+++ Input data +++
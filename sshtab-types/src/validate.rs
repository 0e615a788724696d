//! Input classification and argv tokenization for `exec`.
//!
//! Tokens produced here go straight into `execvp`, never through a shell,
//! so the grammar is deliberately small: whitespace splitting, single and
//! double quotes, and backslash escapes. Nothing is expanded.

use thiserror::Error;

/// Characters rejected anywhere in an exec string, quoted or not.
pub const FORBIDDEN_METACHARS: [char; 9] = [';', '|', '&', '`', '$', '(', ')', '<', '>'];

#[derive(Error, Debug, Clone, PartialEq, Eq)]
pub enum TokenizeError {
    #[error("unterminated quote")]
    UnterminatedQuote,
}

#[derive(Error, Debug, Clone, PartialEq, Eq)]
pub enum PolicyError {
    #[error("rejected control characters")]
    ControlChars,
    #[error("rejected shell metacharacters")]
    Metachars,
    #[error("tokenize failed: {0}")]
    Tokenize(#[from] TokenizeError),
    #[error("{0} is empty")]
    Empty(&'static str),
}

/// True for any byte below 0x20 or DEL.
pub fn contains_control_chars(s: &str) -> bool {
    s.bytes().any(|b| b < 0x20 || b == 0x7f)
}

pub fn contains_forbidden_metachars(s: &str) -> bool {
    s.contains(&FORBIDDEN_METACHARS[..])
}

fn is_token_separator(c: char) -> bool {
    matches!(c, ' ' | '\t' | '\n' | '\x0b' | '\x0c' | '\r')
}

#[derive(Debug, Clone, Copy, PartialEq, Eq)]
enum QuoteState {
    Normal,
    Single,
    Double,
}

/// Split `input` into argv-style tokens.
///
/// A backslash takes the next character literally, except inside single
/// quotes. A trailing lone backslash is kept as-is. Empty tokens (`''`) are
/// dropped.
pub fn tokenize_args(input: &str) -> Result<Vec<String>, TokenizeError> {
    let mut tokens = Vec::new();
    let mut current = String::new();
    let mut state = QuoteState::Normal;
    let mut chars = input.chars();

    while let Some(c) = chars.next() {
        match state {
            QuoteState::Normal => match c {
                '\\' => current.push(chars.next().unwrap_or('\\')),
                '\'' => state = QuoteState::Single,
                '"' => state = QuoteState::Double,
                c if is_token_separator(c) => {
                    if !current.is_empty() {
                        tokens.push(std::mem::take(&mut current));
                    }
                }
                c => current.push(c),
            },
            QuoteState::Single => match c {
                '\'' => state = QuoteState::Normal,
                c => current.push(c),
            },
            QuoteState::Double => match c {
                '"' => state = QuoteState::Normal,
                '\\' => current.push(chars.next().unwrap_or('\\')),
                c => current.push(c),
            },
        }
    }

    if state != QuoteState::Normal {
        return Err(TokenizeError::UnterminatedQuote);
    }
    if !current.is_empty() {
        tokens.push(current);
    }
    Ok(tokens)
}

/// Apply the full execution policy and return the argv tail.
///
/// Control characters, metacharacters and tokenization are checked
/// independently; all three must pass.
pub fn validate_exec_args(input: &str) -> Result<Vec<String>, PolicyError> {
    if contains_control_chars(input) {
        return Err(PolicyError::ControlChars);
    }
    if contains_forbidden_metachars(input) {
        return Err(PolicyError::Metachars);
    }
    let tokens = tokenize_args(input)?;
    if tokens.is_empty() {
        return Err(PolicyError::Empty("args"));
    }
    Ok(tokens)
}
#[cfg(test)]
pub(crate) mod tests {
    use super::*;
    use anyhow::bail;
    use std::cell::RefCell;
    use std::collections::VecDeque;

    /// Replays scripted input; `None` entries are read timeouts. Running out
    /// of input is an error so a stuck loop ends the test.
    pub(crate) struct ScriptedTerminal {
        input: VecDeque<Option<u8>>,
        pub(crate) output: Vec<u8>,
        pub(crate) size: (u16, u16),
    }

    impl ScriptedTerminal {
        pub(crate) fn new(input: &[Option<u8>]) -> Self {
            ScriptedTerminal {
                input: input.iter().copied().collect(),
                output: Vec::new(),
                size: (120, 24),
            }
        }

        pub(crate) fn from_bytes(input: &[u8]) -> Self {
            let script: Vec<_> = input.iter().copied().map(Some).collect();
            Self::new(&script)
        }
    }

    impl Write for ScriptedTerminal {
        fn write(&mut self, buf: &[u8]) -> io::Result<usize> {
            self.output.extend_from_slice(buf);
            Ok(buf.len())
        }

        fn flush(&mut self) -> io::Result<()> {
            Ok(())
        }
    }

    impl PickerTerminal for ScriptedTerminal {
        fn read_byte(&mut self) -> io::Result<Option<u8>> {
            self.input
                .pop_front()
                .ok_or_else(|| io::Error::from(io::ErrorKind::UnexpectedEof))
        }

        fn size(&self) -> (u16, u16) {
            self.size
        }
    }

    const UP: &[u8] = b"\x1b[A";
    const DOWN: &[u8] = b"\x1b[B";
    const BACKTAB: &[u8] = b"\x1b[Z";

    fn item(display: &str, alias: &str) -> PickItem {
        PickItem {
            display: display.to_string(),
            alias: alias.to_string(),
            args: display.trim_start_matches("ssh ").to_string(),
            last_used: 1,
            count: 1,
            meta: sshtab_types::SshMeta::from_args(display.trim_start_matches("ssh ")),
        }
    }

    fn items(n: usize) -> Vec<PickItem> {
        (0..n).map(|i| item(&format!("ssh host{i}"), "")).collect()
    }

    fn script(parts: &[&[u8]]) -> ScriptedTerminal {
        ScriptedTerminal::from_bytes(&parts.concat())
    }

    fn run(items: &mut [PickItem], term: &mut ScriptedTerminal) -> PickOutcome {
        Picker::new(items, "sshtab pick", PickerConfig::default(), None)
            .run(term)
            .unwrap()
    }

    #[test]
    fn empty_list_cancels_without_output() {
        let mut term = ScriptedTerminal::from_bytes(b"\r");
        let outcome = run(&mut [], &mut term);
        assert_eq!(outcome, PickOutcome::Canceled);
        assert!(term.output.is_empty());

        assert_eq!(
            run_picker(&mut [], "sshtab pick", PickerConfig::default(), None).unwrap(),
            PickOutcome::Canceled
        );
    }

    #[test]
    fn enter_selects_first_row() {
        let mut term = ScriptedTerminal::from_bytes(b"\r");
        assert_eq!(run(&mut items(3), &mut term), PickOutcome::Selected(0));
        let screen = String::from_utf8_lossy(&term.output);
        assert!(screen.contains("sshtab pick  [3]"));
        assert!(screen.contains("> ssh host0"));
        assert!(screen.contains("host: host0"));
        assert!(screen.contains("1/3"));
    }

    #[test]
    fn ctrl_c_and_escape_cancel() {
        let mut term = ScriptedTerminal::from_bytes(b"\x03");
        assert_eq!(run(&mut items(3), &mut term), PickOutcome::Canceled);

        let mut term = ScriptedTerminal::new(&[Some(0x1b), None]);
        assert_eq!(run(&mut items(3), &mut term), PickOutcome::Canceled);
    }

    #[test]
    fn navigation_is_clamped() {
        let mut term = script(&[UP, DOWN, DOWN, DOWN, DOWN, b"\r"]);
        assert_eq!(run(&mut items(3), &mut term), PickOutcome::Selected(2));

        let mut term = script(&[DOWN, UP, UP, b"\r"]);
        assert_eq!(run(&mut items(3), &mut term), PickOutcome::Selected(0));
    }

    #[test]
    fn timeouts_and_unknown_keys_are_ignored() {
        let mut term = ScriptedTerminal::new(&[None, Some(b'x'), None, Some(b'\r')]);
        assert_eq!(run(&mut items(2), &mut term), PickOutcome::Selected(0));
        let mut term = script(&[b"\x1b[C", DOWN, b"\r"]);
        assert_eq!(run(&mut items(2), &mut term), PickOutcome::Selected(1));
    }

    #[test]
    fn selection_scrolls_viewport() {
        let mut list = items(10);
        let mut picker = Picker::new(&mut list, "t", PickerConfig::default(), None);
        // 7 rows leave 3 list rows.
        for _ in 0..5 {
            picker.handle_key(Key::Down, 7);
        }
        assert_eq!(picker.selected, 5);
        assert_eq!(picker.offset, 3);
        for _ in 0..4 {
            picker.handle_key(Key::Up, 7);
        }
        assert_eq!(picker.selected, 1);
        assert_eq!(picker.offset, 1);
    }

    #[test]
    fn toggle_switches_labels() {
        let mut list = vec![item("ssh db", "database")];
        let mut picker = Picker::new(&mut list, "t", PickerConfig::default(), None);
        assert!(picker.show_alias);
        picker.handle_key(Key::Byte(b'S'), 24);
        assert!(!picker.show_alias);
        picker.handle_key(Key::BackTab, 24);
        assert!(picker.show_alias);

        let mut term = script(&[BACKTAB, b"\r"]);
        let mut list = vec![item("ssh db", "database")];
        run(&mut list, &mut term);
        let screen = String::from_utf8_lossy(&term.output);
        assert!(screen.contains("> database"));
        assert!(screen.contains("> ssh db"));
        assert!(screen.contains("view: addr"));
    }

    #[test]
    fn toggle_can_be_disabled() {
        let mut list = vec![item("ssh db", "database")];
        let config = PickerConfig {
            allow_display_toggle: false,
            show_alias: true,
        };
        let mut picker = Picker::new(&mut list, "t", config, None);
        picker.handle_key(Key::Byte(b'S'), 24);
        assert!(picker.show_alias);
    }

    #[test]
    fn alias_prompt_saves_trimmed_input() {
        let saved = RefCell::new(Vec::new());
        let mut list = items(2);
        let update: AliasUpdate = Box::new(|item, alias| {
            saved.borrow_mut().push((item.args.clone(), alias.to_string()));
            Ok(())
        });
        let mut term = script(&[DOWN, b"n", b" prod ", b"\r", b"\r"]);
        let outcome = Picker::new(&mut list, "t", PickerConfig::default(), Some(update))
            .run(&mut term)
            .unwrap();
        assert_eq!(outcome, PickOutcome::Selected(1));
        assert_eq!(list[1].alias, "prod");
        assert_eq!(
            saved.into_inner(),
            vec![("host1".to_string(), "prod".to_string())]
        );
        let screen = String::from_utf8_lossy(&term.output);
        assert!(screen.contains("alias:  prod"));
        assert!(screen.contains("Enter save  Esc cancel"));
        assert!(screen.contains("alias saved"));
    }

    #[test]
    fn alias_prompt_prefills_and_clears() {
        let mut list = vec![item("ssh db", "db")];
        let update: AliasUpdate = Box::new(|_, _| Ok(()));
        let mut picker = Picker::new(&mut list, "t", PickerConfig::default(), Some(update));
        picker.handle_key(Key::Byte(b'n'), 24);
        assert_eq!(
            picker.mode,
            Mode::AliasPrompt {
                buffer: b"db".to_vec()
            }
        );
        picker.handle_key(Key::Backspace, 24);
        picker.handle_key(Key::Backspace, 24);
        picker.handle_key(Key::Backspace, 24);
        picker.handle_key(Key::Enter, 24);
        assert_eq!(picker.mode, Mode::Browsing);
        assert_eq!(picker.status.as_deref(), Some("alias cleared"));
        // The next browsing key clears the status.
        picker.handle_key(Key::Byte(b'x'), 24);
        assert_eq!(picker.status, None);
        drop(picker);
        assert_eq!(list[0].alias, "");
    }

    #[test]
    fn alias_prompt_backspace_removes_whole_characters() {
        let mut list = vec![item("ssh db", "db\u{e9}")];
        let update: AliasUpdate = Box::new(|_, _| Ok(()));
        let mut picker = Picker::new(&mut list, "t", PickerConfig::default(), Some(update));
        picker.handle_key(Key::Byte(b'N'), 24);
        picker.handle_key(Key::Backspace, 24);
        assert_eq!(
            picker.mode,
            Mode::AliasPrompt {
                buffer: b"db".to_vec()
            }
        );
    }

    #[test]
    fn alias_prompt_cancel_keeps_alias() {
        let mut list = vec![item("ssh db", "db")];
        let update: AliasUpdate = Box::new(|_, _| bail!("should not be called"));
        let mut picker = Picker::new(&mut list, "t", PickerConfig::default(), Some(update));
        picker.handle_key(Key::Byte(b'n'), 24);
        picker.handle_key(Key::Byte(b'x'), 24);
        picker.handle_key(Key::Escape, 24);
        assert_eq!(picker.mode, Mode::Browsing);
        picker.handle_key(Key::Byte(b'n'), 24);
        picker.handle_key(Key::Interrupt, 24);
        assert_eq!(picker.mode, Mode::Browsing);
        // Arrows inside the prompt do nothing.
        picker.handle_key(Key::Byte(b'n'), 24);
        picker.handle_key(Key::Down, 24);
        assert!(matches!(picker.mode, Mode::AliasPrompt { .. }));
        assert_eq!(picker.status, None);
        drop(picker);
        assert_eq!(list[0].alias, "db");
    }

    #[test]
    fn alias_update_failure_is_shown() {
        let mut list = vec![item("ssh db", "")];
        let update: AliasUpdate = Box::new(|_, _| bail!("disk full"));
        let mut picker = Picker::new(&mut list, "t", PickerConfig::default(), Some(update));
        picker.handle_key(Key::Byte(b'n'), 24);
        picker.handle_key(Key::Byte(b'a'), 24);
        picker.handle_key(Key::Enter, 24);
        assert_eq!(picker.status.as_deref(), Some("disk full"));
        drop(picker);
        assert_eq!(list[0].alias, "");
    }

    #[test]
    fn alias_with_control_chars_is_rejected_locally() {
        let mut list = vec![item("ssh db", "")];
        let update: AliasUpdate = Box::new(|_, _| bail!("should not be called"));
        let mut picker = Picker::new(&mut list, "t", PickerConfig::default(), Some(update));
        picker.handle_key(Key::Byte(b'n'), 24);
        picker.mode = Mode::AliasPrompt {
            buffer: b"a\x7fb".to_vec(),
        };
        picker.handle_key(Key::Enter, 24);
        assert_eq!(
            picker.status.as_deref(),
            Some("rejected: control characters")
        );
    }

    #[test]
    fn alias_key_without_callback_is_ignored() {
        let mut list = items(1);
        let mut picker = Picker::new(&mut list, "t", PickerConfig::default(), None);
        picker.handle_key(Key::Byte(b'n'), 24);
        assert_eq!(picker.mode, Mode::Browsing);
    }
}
+++
Give the number of lines in the records that contain the word "parts", and write nothing else.

2